Color image enhancement, Human visual system, Salt and pepper noise, PSNR.


Image enhancement is basically improving the interpretability or perception of information in images for human viewers and providing `better' input for other automated image processing techniques. The principal objective of image enhancement is to modify attributes of an image to make it more suitable for a given task and a specific observer. During this process, one or more attributes of the image are modified. The choice of attributes and the way they are modified are specific to a given task. Moreover, observer-specific factors, such as the human visual system and the observer's experience, will introduce great deal of subjectivity into the choice of image enhancement methods. There exist many techniques that can enhance a digital image without spoiling it. The enhancement methods can broadly be divided in to the following two categories as in [1]:
1. Spatial Domain Methods
2. Frequency Domain Methods
In spatial domain techniques, we directly deal with the image pixels. The pixel values are manipulated to achieve desired enhancement. In frequency domain methods, the image is first transferred in to frequency domain. It means that, the Fourier Transform of the image is computed first. All the enhancement operations are performed on the Fourier transform of the image and then the Inverse Fourier transform is performed to get the resultant image. These enhancement operations are performed in order to modify the image brightness, contrast or the distribution of the grey levels. As a consequence the pixel value (intensities) of the output image will be modified according to the transformation function applied on the input values.

Image noise

Noise means unwanted signal. Image noise means signals or any random (not present in the object imaged) variation of brightness or color information in images.
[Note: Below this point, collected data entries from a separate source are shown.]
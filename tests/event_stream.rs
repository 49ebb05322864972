// tests/event_stream.rs

mod common;
use common::{harness, with_timeout};

use std::collections::HashMap;
use std::time::Duration;

use scanbatch::batch::{BatchStatus, RunStatus};
use scanbatch::config::ScanTool;
use scanbatch::events::Event;
use scanbatch_test_utils::builders::BatchConfigBuilder;
use scanbatch_test_utils::fake_executor::{FakeScanExecutor, ScriptedRun};

/// Drain a receiver until (and including) `batch_completed`. A lagged
/// receiver skips the dropped events and keeps consuming.
async fn collect_until_completed(
    mut rx: tokio::sync::broadcast::Receiver<Event>,
) -> Vec<Event> {
    use tokio::sync::broadcast::error::RecvError;

    let mut events = Vec::new();
    loop {
        match rx.recv().await {
            Ok(event) => {
                let done = matches!(event, Event::BatchCompleted { .. });
                events.push(event);
                if done {
                    return events;
                }
            }
            Err(RecvError::Lagged(_)) => continue,
            Err(RecvError::Closed) => panic!("event stream closed early"),
        }
    }
}

#[tokio::test]
async fn lifecycle_events_bracket_the_batch() {
    let h = harness(2, FakeScanExecutor::new(ScriptedRun::default()));
    let cfg = BatchConfigBuilder::new(ScanTool::Nikto).repetitions(3).build();
    let batch = h.registry.create_batch(cfg).unwrap();

    let (_snapshot, rx) = batch.subscribe();
    let driver = h.scheduler.start_batch(&batch.id).unwrap();
    let events = with_timeout(collect_until_completed(rx)).await;
    with_timeout(driver).await.unwrap();

    assert!(matches!(events.first(), Some(Event::BatchStarted { total: 3, .. })));
    assert!(matches!(events.last(), Some(Event::BatchCompleted { .. })));

    let started = events
        .iter()
        .filter(|e| matches!(e, Event::RunStarted { .. }))
        .count();
    let completed = events
        .iter()
        .filter(|e| matches!(e, Event::RunCompleted { .. }))
        .count();
    let reports = events
        .iter()
        .filter(|e| matches!(e, Event::MarkdownGenerated { .. }))
        .count();
    assert_eq!(started, 3);
    assert_eq!(completed, 3);
    assert_eq!(reports, 3);
}

#[tokio::test]
async fn run_status_updates_never_regress() {
    let h = harness(
        2,
        FakeScanExecutor::new(ScriptedRun::default()).with_run(1, ScriptedRun::exiting(99)),
    );
    let cfg = BatchConfigBuilder::new(ScanTool::Nikto).repetitions(4).build();
    let batch = h.registry.create_batch(cfg).unwrap();

    let (_snapshot, rx) = batch.subscribe();
    let driver = h.scheduler.start_batch(&batch.id).unwrap();
    let events = with_timeout(collect_until_completed(rx)).await;
    with_timeout(driver).await.unwrap();

    let mut last: HashMap<u32, RunStatus> = HashMap::new();
    for event in &events {
        if let Event::RunStatusUpdate { run_index, status, .. } = event {
            if let Some(prev) = last.get(run_index) {
                assert!(
                    !(prev.is_terminal() && !status.is_terminal()),
                    "run {run_index} regressed from {prev:?} to {status:?}"
                );
            }
            last.insert(*run_index, *status);
        }
    }
    // Every run's final observed update is terminal.
    assert_eq!(last.len(), 4);
    assert!(last.values().all(|s| s.is_terminal()));
}

#[tokio::test]
async fn subscriber_snapshot_matches_registry_state() {
    let h = harness(1, FakeScanExecutor::new(ScriptedRun::default()));
    let cfg = BatchConfigBuilder::new(ScanTool::Nikto).repetitions(2).build();
    let batch = h.registry.create_batch(cfg).unwrap();

    // Before start: snapshot shows a created batch with all runs pending.
    let (snapshot, _rx) = batch.subscribe();
    let status = h.registry.get_status(&batch.id).unwrap();
    match snapshot {
        Event::BatchStatus {
            status: snap_status,
            progress,
            run_statuses,
            ..
        } => {
            assert_eq!(snap_status, status.status);
            assert_eq!(progress, status.progress);
            assert_eq!(run_statuses.len(), 2);
            assert!(run_statuses.iter().all(|r| r.status == RunStatus::Pending));
        }
        other => panic!("expected batch_status snapshot, got {other:?}"),
    }
}

#[tokio::test]
async fn late_subscriber_gets_final_snapshot_not_replay() {
    let h = harness(2, FakeScanExecutor::new(ScriptedRun::default()));
    let cfg = BatchConfigBuilder::new(ScanTool::Nikto).repetitions(2).build();
    let batch = h.registry.create_batch(cfg).unwrap();

    let driver = h.scheduler.start_batch(&batch.id).unwrap();
    with_timeout(driver).await.unwrap();

    let (snapshot, mut rx) = batch.subscribe();
    match snapshot {
        Event::BatchStatus { status, progress, .. } => {
            assert_eq!(status, BatchStatus::Completed);
            assert_eq!(progress.completed, 2);
        }
        other => panic!("expected batch_status snapshot, got {other:?}"),
    }

    // No historical events are replayed to the late subscriber.
    let replayed = tokio::time::timeout(Duration::from_millis(50), rx.recv()).await;
    assert!(replayed.is_err(), "late subscriber received a replayed event");
}

#[tokio::test]
async fn lagged_observer_still_sees_batch_completed() {
    use scanbatch::events::{Bus, stdout_event};

    // Publish far more events than the bus buffers before the observer
    // reads anything, then complete. The observer loses the overflow but
    // must still reach batch_completed instead of dying on the lag.
    let bus = Bus::new();
    let rx = bus.add_observer();
    for i in 0..300 {
        bus.publish(stdout_event("r-0", format!("line {i}")));
    }
    bus.publish(Event::BatchCompleted {
        batch_id: "b".to_string(),
    });

    let events = with_timeout(collect_until_completed(rx)).await;
    assert!(matches!(events.last(), Some(Event::BatchCompleted { .. })));
    // Some of the burst survived in the buffer alongside the completion.
    assert!(events.len() > 1);
}

#[tokio::test]
async fn stdout_lines_stream_in_order() {
    let fake = FakeScanExecutor::new(
        ScriptedRun::default()
            .with_stdout(&["line one", "line two", "line three"])
            .with_stderr(&["noise"]),
    );
    let h = harness(1, fake);
    let cfg = BatchConfigBuilder::new(ScanTool::Nikto).repetitions(1).build();
    let batch = h.registry.create_batch(cfg).unwrap();

    let (_snapshot, rx) = batch.subscribe();
    let driver = h.scheduler.start_batch(&batch.id).unwrap();
    let events = with_timeout(collect_until_completed(rx)).await;
    with_timeout(driver).await.unwrap();

    let stdout_lines: Vec<&str> = events
        .iter()
        .filter_map(|e| match e {
            Event::Stdout { line, .. } => Some(line.as_str()),
            _ => None,
        })
        .collect();
    assert_eq!(stdout_lines, vec!["line one", "line two", "line three"]);

    let stderr_lines: Vec<&str> = events
        .iter()
        .filter_map(|e| match e {
            Event::Stderr { line, .. } => Some(line.as_str()),
            _ => None,
        })
        .collect();
    assert_eq!(stderr_lines, vec!["noise"]);
}
// src/batch/registry.rs

//! Batch registry: owns all batch state and hands out handles.
//!
//! Pure bookkeeping. No operation here blocks on processes or performs any
//! scheduling; the only side effect is provisioning the batch-scoped output
//! directory at creation time. Mutable state sits behind a per-batch mutex,
//! with a separate registry-level lock for the id → handle map, so
//! concurrent run completions in one batch never contend with lookups of
//! another.

use std::collections::HashMap;
use std::path::{Path, PathBuf};
use std::sync::{Arc, Mutex};

use chrono::Utc;
use rand::Rng;
use rand::distr::Alphanumeric;
use tracing::info;

use crate::batch::model::{BatchId, BatchSnapshot, BatchState, BatchStatus};
use crate::config::BatchConfig;
use crate::errors::{Result, ScanbatchError};
use crate::events::{Bus, Event};

/// Shared handle to one batch: immutable configuration plus the event bus
/// and the mutex-guarded mutable state.
#[derive(Debug)]
pub struct BatchHandle {
    pub id: BatchId,
    pub config: BatchConfig,
    /// Batch-scoped directory for per-run artifacts.
    pub output_dir: PathBuf,
    pub events: Bus,
    state: Mutex<BatchState>,
}

impl BatchHandle {
    /// Run a closure against the locked batch state.
    ///
    /// The lock is strictly for short, synchronous mutations; never held
    /// across an await point.
    pub fn with_state<T>(&self, f: impl FnOnce(&mut BatchState) -> T) -> T {
        let mut state = self.state.lock().expect("batch state lock poisoned");
        f(&mut state)
    }

    /// Immutable snapshot of the current status, counters and run states.
    pub fn snapshot(&self) -> BatchSnapshot {
        self.with_state(|s| BatchSnapshot {
            batch_id: self.id.clone(),
            config: self.config.clone(),
            status: s.status,
            progress: s.progress,
            runs: s.runs.clone(),
        })
    }

    /// Register an observer, returning the snapshot event to deliver first
    /// plus the live receiver. The snapshot is taken atomically with the
    /// subscription so a late subscriber misses nothing in between.
    pub fn subscribe(&self) -> (Event, tokio::sync::broadcast::Receiver<Event>) {
        let rx = self.events.add_observer();
        let snap = self.snapshot();
        let event = Event::BatchStatus {
            batch_id: snap.batch_id,
            status: snap.status,
            progress: snap.progress,
            run_statuses: snap.runs,
        };
        (event, rx)
    }
}

/// Registry of all batches known to this process.
#[derive(Debug)]
pub struct BatchRegistry {
    output_root: PathBuf,
    batches: Mutex<HashMap<BatchId, Arc<BatchHandle>>>,
}

impl BatchRegistry {
    pub fn new(output_root: impl Into<PathBuf>) -> Self {
        Self {
            output_root: output_root.into(),
            batches: Mutex::new(HashMap::new()),
        }
    }

    pub fn output_root(&self) -> &Path {
        &self.output_root
    }

    /// Create a batch with N pending run slots and provision its output
    /// directory. Validates `repetitions >= 1`.
    pub fn create_batch(&self, config: BatchConfig) -> Result<Arc<BatchHandle>> {
        config.validate()?;

        let id = generate_batch_id(config.tool.as_str());
        let output_dir = self.output_root.join(&id);
        std::fs::create_dir_all(&output_dir)?;

        let handle = Arc::new(BatchHandle {
            state: Mutex::new(BatchState::new(&id, config.repetitions)),
            id: id.clone(),
            config,
            output_dir,
            events: Bus::new(),
        });

        let mut batches = self.batches.lock().expect("registry lock poisoned");
        batches.insert(id.clone(), Arc::clone(&handle));

        info!(
            batch_id = %id,
            tool = %handle.config.tool,
            repetitions = handle.config.repetitions,
            "batch created"
        );
        Ok(handle)
    }

    /// Look up a batch handle.
    pub fn get(&self, batch_id: &str) -> Result<Arc<BatchHandle>> {
        let batches = self.batches.lock().expect("registry lock poisoned");
        batches
            .get(batch_id)
            .cloned()
            .ok_or_else(|| ScanbatchError::BatchNotFound(batch_id.to_string()))
    }

    /// Read-only status snapshot, or `BatchNotFound`.
    pub fn get_status(&self, batch_id: &str) -> Result<BatchSnapshot> {
        Ok(self.get(batch_id)?.snapshot())
    }

    /// Snapshots of all batches still in `created` or `running` state.
    pub fn list_active(&self) -> Vec<BatchSnapshot> {
        let handles: Vec<Arc<BatchHandle>> = {
            let batches = self.batches.lock().expect("registry lock poisoned");
            batches.values().cloned().collect()
        };

        let mut active: Vec<BatchSnapshot> = handles
            .iter()
            .map(|h| h.snapshot())
            .filter(|s| matches!(s.status, BatchStatus::Created | BatchStatus::Running))
            .collect();
        active.sort_by(|a, b| a.batch_id.cmp(&b.batch_id));
        active
    }
}

/// Batch ids are unique within the process: UTC second timestamp, a random
/// alphanumeric token, and the tool name. Collisions need the same second
/// and the same 6-char token, which is negligible for this use.
fn generate_batch_id(tool: &str) -> BatchId {
    let stamp = Utc::now().format("%Y%m%d-%H%M%S");
    let token: String = rand::rng()
        .sample_iter(&Alphanumeric)
        .take(6)
        .map(char::from)
        .collect::<String>()
        .to_lowercase();
    format!("{stamp}-{token}-{tool}")
}

#[cfg(test)]
mod tests {
    use super::*;
    use crate::config::ScanTool;

    fn registry() -> (tempfile::TempDir, BatchRegistry) {
        let dir = tempfile::tempdir().unwrap();
        let reg = BatchRegistry::new(dir.path());
        (dir, reg)
    }

    #[test]
    fn create_batch_provisions_directory_and_slots() {
        let (_dir, reg) = registry();
        let cfg = BatchConfig::new(ScanTool::Nikto, "http://example.test", 4);
        let handle = reg.create_batch(cfg).unwrap();

        assert!(handle.output_dir.is_dir());
        let snap = handle.snapshot();
        assert_eq!(snap.status, BatchStatus::Created);
        assert_eq!(snap.progress.total, 4);
        assert_eq!(snap.runs.len(), 4);
        assert!(snap.batch_id.ends_with("-nikto"));
        assert_eq!(snap.runs[2].id, format!("{}-run-2", snap.batch_id));
    }

    #[test]
    fn create_batch_rejects_invalid_config() {
        let (_dir, reg) = registry();
        let cfg = BatchConfig::new(ScanTool::Nikto, "http://example.test", 0);
        assert!(reg.create_batch(cfg).is_err());
    }

    #[test]
    fn get_status_unknown_batch_is_not_found() {
        let (_dir, reg) = registry();
        let err = reg.get_status("nope").unwrap_err();
        assert!(matches!(err, ScanbatchError::BatchNotFound(_)));
    }

    #[test]
    fn list_active_excludes_completed_batches() {
        let (_dir, reg) = registry();
        let a = reg
            .create_batch(BatchConfig::new(ScanTool::Nikto, "http://a.test", 1))
            .unwrap();
        let _b = reg
            .create_batch(BatchConfig::new(ScanTool::Nuclei, "http://b.test", 1))
            .unwrap();

        a.with_state(|s| s.status = BatchStatus::Completed);

        let active = reg.list_active();
        assert_eq!(active.len(), 1);
        assert!(active[0].batch_id.ends_with("-nuclei"));
    }

    #[test]
    fn batch_ids_are_unique() {
        let mut seen = std::collections::HashSet::new();
        for _ in 0..100 {
            assert!(seen.insert(generate_batch_id("nikto")));
        }
    }
}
It is mainly electronic noise. Sources of image noise are circuitry of scanner sensor or digital camera. The magnitude of image noise can range from almost spots on a digital photograph taken in good light, to images that are almost entirely noise, from which it is difficult to extract even small amount of information. This means that a noise level that would be totally unacceptable in a photograph since it would be impossible to determine even what the subject was.
Types of image noises:
1. Salt and pepper noise
2. Gaussian noise
3. Speckle noise
4. Poisson noise

1. Salt and pepper noise

Salt and Pepper noise is also known as Impulse Noise or Spike noise. This noise can be caused by sharp & sudden disturbances in the image signal. It represents itself is randomly occurring white or black (or both) dots over image. An image containing salt-and-pepper noise will have dark pixels in bright regions and bright pixels in dark regions. It may occur during image acquisition, due to switching, sensor temperature. It may also occur due to interference in the channel and due to atmospheric disturbances during image transmission. For experimental anlyis purpose this noise can be added in image. An effective noise reduction method for this type of noise is a median filter or a morphological filter. For reducing either salt noise or pepper noise, but not both, a contraharmonic mean filter can be effective. This noise arises in the image because of sharp and sudden changes of image signal.

2. Gaussian noise

Gaussian noise is also known as Amplifier Noise. This noise model is additive in nature and follow Gaussian distribution. Meaning that each pixel in the noisy image is the sum of the true pixel value and a random, Gaussian distributed noise value. It is an idealized form of white noise, which is caused by random fluctuations in the signal. In color cameras where more amplification is used in the blue color channel than in the green or red channel, there can be more noise in the blue channel. Amplifier noise is a major part of the noise of an image sensor, that is, of the constant noise level in dark areas of the image. In Gaussian noise, each pixel in the image will be changed from its original value by a (usually) small amount. The noise is independent of intensity of pixel value at each point.

3. Speckle noise

Speckle is a granular noise that inherently exists in and degrades the quality of the images. This noise can be modeled by random value multiplications with pixel values of the image and can be expressed as
J = I + n*I
Where, J is the speckle noise distribution image, I is the input image and n is the uniform noise image by mean o and variance v. This noise deteriorates the quality of active radar and Synthetic aperture radar (SAR) [4] images. This noise is originated because of coherent processing of back scattered signals from multiple distributed points. In conventional radar system this type of noise is noticed when the returned signal from the object having size less than or equal to a single image processing unit, shows sudden fluctuations. Mean filters are good for Gaussian noise and uniform noise.

4. Poisson noise

Poisson or shot photon noise is the noise that can cause, when number of photons sensed by the sensor is not sufficient to provide detectable statistical information. This noise has root mean square value proportional to square root intensity of the image. Different pixels are suffered by independent noise values. At practical grounds the photon noise and other sensor based noise corrupt the signal at different proportions.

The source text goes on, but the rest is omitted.